■ Description of the task:
Your task is to reproduce exactly the lines that run from the beginning of the data through the line where "let paths = match" appears.

■ Source information:
* * * * *

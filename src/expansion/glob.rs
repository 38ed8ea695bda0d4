use ::glob::{glob_with, MatchOptions};
use log::debug;

use super::expand_tilde;

const GLOB_META: [char; 3] = ['*', '?', '['];

// `*` and `?` stop at `/`. Leading dots are checked by `hidden_by_wildcard`.
const MATCH_OPTIONS: MatchOptions = MatchOptions {
    case_sensitive: true,
    require_literal_separator: true,
    require_literal_leading_dot: false,
};

pub fn has_glob_meta(token: &str) -> bool {
    token.contains(GLOB_META)
}

/// Replace every token containing glob metacharacters with its sorted
/// matches. Tokens without metacharacters, the pipe separator included,
/// pass through untouched.
pub fn expand_globs(tokens: Vec<String>) -> Vec<String> {
    let mut expanded = Vec::with_capacity(tokens.len());
    for token in tokens {
        if has_glob_meta(&token) {
            expanded.extend(expand_token(&token));
        } else {
            expanded.push(token);
        }
    }
    expanded
}

/// Expand one pattern. Zero matches yields the token itself, never an empty list.
pub fn expand_token(token: &str) -> Vec<String> {
    let pattern = expand_tilde(token).unwrap_or_else(|| token.to_string());
    let paths = match glob_with(&pattern, MATCH_OPTIONS) {
        Ok(paths) => paths,
        Err(err) => {
            debug!("glob event=invalid pattern={:?} error={}", pattern, err);
            return vec![token.to_string()];
        }
    };

    let mut matches = Vec::new();
    for entry in paths {
        match entry {
            Ok(path) => {
                let path = path.to_string_lossy().into_owned();
                if hidden_by_wildcard(&pattern, &path) {
                    continue;
                }
                matches.push(path);
            }
            Err(err) => debug!("glob event=skip error={}", err),
        }
    }

    if matches.is_empty() {
        debug!("glob event=nomatch pattern={:?}", pattern);
        return vec![token.to_string()];
    }
    matches.sort();
    debug!("glob event=match pattern={:?} count={}", pattern, matches.len());
    matches
}

/// A path component that starts with `.` only matches a pattern component
/// that starts with a literal `.`.
fn hidden_by_wildcard(pattern: &str, path: &str) -> bool {
    let pattern_parts = pattern.split('/').filter(|part| !part.is_empty());
    let path_parts = path.split('/').filter(|part| !part.is_empty());
    pattern_parts
        .zip(path_parts)
        .any(|(pat, name)| name.starts_with('.') && !pat.starts_with('.'))
}
//! Process launch for a pipeline plan.
//!
//! N stages get N-1 pipes, allocated before anything is spawned. Stage `i`
//! reads from pipe `i-1` and writes to pipe `i`; the first and last stages use
//! the shell's own standard streams. The shell never runs a stage itself, it
//! only spawns and then waits for every child.
use std::io::{self, Write};
use std::os::unix::process::ExitStatusExt;
use std::process::{Child, ExitStatus};

use log::{debug, warn};

use crate::error::ShellResult;
use crate::parse::PipelinePlan;
use crate::SHELL_NAME;

mod pipes;
mod spawning;

use pipes::open_pipes;
use spawning::spawn_stage;

/// What happened to one launched line.
#[derive(Debug, Clone, Copy, PartialEq, Eq)]
pub struct LaunchOutcome {
    /// Stages that became processes and were waited on.
    pub spawned: usize,
    /// Stages that could not be spawned (reported on stderr).
    pub failed: usize,
    /// Exit status of the last stage, or its error status if it failed to spawn.
    pub last_status: Option<i32>,
}

impl LaunchOutcome {
    pub fn status(&self) -> i32 {
        self.last_status.unwrap_or(0)
    }
}

/// Spawn every stage of `plan`, then block until all of them have exited.
///
/// A stage that fails to spawn is reported and skipped; stages already running
/// are left alone and still waited on. Only pipe allocation failure aborts the
/// line, and it happens before any child exists.
pub fn launch(plan: &PipelinePlan) -> ShellResult<LaunchOutcome> {
    let stage_count = plan.len();
    let mut pipes = open_pipes(stage_count.saturating_sub(1))?;
    debug!(
        "pipeline event=start stages={} pipes={}",
        stage_count,
        pipes.len()
    );

    // Children inherit our stdout; anything still buffered must go first.
    if let Err(err) = io::stdout().flush() {
        debug!("pipeline event=flush error={}", err);
    }

    let mut children: Vec<(usize, Child)> = Vec::with_capacity(stage_count);
    let mut outcome = LaunchOutcome {
        spawned: 0,
        failed: 0,
        last_status: None,
    };

    for (idx, segment) in plan.segments().iter().enumerate() {
        let stdin = if idx > 0 {
            pipes[idx - 1].take_read()
        } else {
            None
        };
        let stdout = if idx + 1 < stage_count {
            pipes[idx].take_write()
        } else {
            None
        };
        match spawn_stage(idx, segment, stdin, stdout) {
            Ok(child) => {
                children.push((idx, child));
                outcome.spawned += 1;
            }
            Err(err) => {
                eprintln!("{SHELL_NAME}: {err}");
                outcome.failed += 1;
                if idx + 1 == stage_count {
                    outcome.last_status = Some(err.exit_status());
                }
            }
        }
    }

    // Every end has been moved into a stage by now; this closes any stragglers.
    drop(pipes);

    for (idx, mut child) in children {
        let pid = child.id();
        match child.wait() {
            Ok(status) => {
                let code = exit_status_code(status);
                debug!("pipeline event=exit idx={} pid={} status={}", idx, pid, code);
                if idx + 1 == stage_count {
                    outcome.last_status = Some(code);
                }
            }
            Err(err) => warn!("pipeline event=wait idx={} pid={} error={}", idx, pid, err),
        }
    }

    debug!(
        "pipeline event=done spawned={} failed={} status={:?}",
        outcome.spawned, outcome.failed, outcome.last_status
    );
    Ok(outcome)
}

fn exit_status_code(status: ExitStatus) -> i32 {
    if let Some(code) = status.code() {
        code
    } else if let Some(sig) = status.signal() {
        128 + sig
    } else {
        1
    }
}

#[cfg(test)]
mod tests {
    use super::*;
    use crate::parse::{parse_line, split_pipeline};

    fn run(line: &str) -> LaunchOutcome {
        let plan = split_pipeline(parse_line(line).unwrap()).unwrap();
        launch(&plan).unwrap()
    }

    #[test]
    fn single_stage_reports_status() {
        assert_eq!(run("true").last_status, Some(0));
        assert_eq!(run("false").last_status, Some(1));
        assert_eq!(run("sh -c 'exit 3'").status(), 3);
    }

    #[test]
    fn data_crosses_every_pipe() {
        let outcome = run("printf 'hi\\n' | cat | grep -q hi");
        assert_eq!(outcome.spawned, 3);
        assert_eq!(outcome.failed, 0);
        assert_eq!(outcome.last_status, Some(0));

        assert_eq!(run("printf 'hi\\n' | grep -q nope").last_status, Some(1));
    }

    #[test]
    fn last_stage_status_wins() {
        assert_eq!(run("false | true").last_status, Some(0));
        assert_eq!(run("true | false").last_status, Some(1));
    }

    #[test]
    fn writer_sees_closed_reader() {
        // Only terminates if no stray copy of the pipe's read end stays open.
        let outcome = run("yes | head -n 1 | grep -q y");
        assert_eq!(outcome.last_status, Some(0));
    }

    #[test]
    fn reader_sees_eof() {
        // `cat` only exits once every write end of its input pipe is closed.
        assert_eq!(run("true | cat").last_status, Some(0));
    }

    #[test]
    fn signal_death_maps_to_128_plus() {
        assert_eq!(run("sh -c 'kill -9 $$'").last_status, Some(137));
    }

    #[test]
    fn missing_program_is_reported_not_fatal() {
        let outcome = run("seash-no-such-program-xyz arg");
        assert_eq!(outcome.spawned, 0);
        assert_eq!(outcome.failed, 1);
        assert_eq!(outcome.last_status, Some(127));
    }

    #[test]
    fn failed_middle_stage_keeps_siblings() {
        let outcome = run("printf hi | seash-no-such-program-xyz | cat");
        assert_eq!(outcome.spawned, 2);
        assert_eq!(outcome.failed, 1);
        assert_eq!(outcome.last_status, Some(0));
    }
}
use serde::Serialize;

use super::Role;

#[derive(Debug, Clone, PartialEq, Serialize)]
pub struct PromptMessage {
    pub role: Role,
    pub content: String,
}

impl PromptMessage {
    pub fn system(content: impl Into<String>) -> Self {
        Self {
            role: Role::System,
            content: content.into(),
        }
    }

    pub fn user(content: impl Into<String>) -> Self {
        Self {
            role: Role::User,
            content: content.into(),
        }
    }

    pub fn assistant(content: impl Into<String>) -> Self {
        Self {
            role: Role::Assistant,
            content: content.into(),
        }
    }
}

/// Everything the completion provider needs for one call.
#[derive(Debug, Clone, PartialEq)]
pub struct CompletionRequest {
    pub messages: Vec<PromptMessage>,
    pub temperature: f32,
    pub max_tokens: usize,
}

impl CompletionRequest {
    pub fn is_blank(&self) -> bool {
        self.messages.iter().all(|m| m.content.trim().is_empty())
    }

    /// Content of the final user message, if any.
    pub fn last_user_message(&self) -> Option<&str> {
        self.messages
            .iter()
            .rev()
            .find(|m| m.role == Role::User)
            .map(|m| m.content.as_str())
    }
}
use std::sync::Arc;

use concierge::application::ports::SessionStore;
use concierge::domain::{Role, SessionId, Turn};
use concierge::infrastructure::persistence::InMemorySessionStore;

#[tokio::test]
async fn given_unknown_id_when_getting_session_then_creates_empty_session() {
    let store = InMemorySessionStore::new();
    let id = SessionId::new();

    let session = store.get_or_create(&id).await;

    assert_eq!(session.id, id);
    assert!(session.is_empty());
    assert_eq!(store.session_count().await, 1);
}

#[tokio::test]
async fn given_existing_session_when_getting_again_then_does_not_create_duplicate() {
    let store = InMemorySessionStore::new();
    let id = SessionId::new();

    store.get_or_create(&id).await;
    store.get_or_create(&id).await;

    assert_eq!(store.session_count().await, 1);
}

#[tokio::test]
async fn given_appended_turns_when_getting_session_then_preserves_order() {
    let store = InMemorySessionStore::new();
    let id = SessionId::new();

    store.append(&id, Turn::user("question")).await;
    store
        .append_all(&id, vec![Turn::assistant("answer"), Turn::user("follow-up")])
        .await;

    let session = store.get_or_create(&id).await;
    let roles: Vec<Role> = session.turns.iter().map(|t| t.role()).collect();
    assert_eq!(roles, vec![Role::User, Role::Assistant, Role::User]);
    assert_eq!(session.turns[2].content(), "follow-up");
}

#[tokio::test]
async fn given_snapshot_when_store_changes_then_snapshot_is_unaffected() {
    let store = InMemorySessionStore::new();
    let id = SessionId::new();
    let snapshot = store.get_or_create(&id).await;

    store.append(&id, Turn::user("later")).await;

    assert!(snapshot.is_empty());
    assert_eq!(store.get_or_create(&id).await.len(), 1);
}

#[tokio::test]
async fn given_concurrent_pair_appends_when_reading_then_pairs_never_interleave() {
    let store = Arc::new(InMemorySessionStore::new());
    let id = SessionId::new();

    let mut handles = Vec::new();
    for i in 0..20 {
        let store = Arc::clone(&store);
        let id = id.clone();
        handles.push(tokio::spawn(async move {
            store
                .append_all(
                    &id,
                    vec![Turn::user(format!("q{i}")), Turn::assistant(format!("a{i}"))],
                )
                .await;
        }));
    }
    for handle in handles {
        handle.await.unwrap();
    }

    let session = store.get_or_create(&id).await;
    assert_eq!(session.len(), 40);
    for pair in session.turns.chunks(2) {
        let question = pair[0].content().trim_start_matches('q');
        let answer = pair[1].content().trim_start_matches('a');
        assert_eq!(question, answer);
    }
}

* * * * *

■ Your response:
filename src/expansion/glob.rs
repository 38ed8ea695bda0d4
use ::glob::{glob_with, MatchOptions};
use log::debug;

use super::expand_tilde;

const GLOB_META: [char; 3] = ['*', '?', '['];

// `*` and `?` stop at `/`. Leading dots are checked by `hidden_by_wildcard`.
const MATCH_OPTIONS: MatchOptions = MatchOptions {
    case_sensitive: true,
    require_literal_separator: true,
    require_literal_leading_dot: false,
};

pub fn has_glob_meta(token: &str) -> bool {
    token.contains(GLOB_META)
}

/// Replace every token containing glob metacharacters with its sorted
/// matches. Tokens without metacharacters, the pipe separator included,
/// pass through untouched.
pub fn expand_globs(tokens: Vec<String>) -> Vec<String> {
    let mut expanded = Vec::with_capacity(tokens.len());
    for token in tokens {
        if has_glob_meta(&token) {
            expanded.extend(expand_token(&token));
        } else {
            expanded.push(token);
        }
    }
    expanded
}

/// Expand one pattern. Zero matches yields the token itself, never an empty list.
pub fn expand_token(token: &str) -> Vec<String> {
    let pattern = expand_tilde(token).unwrap_or_else(|| token.to_string());
    let paths = match glob_with(&pattern, MATCH_OPTIONS) {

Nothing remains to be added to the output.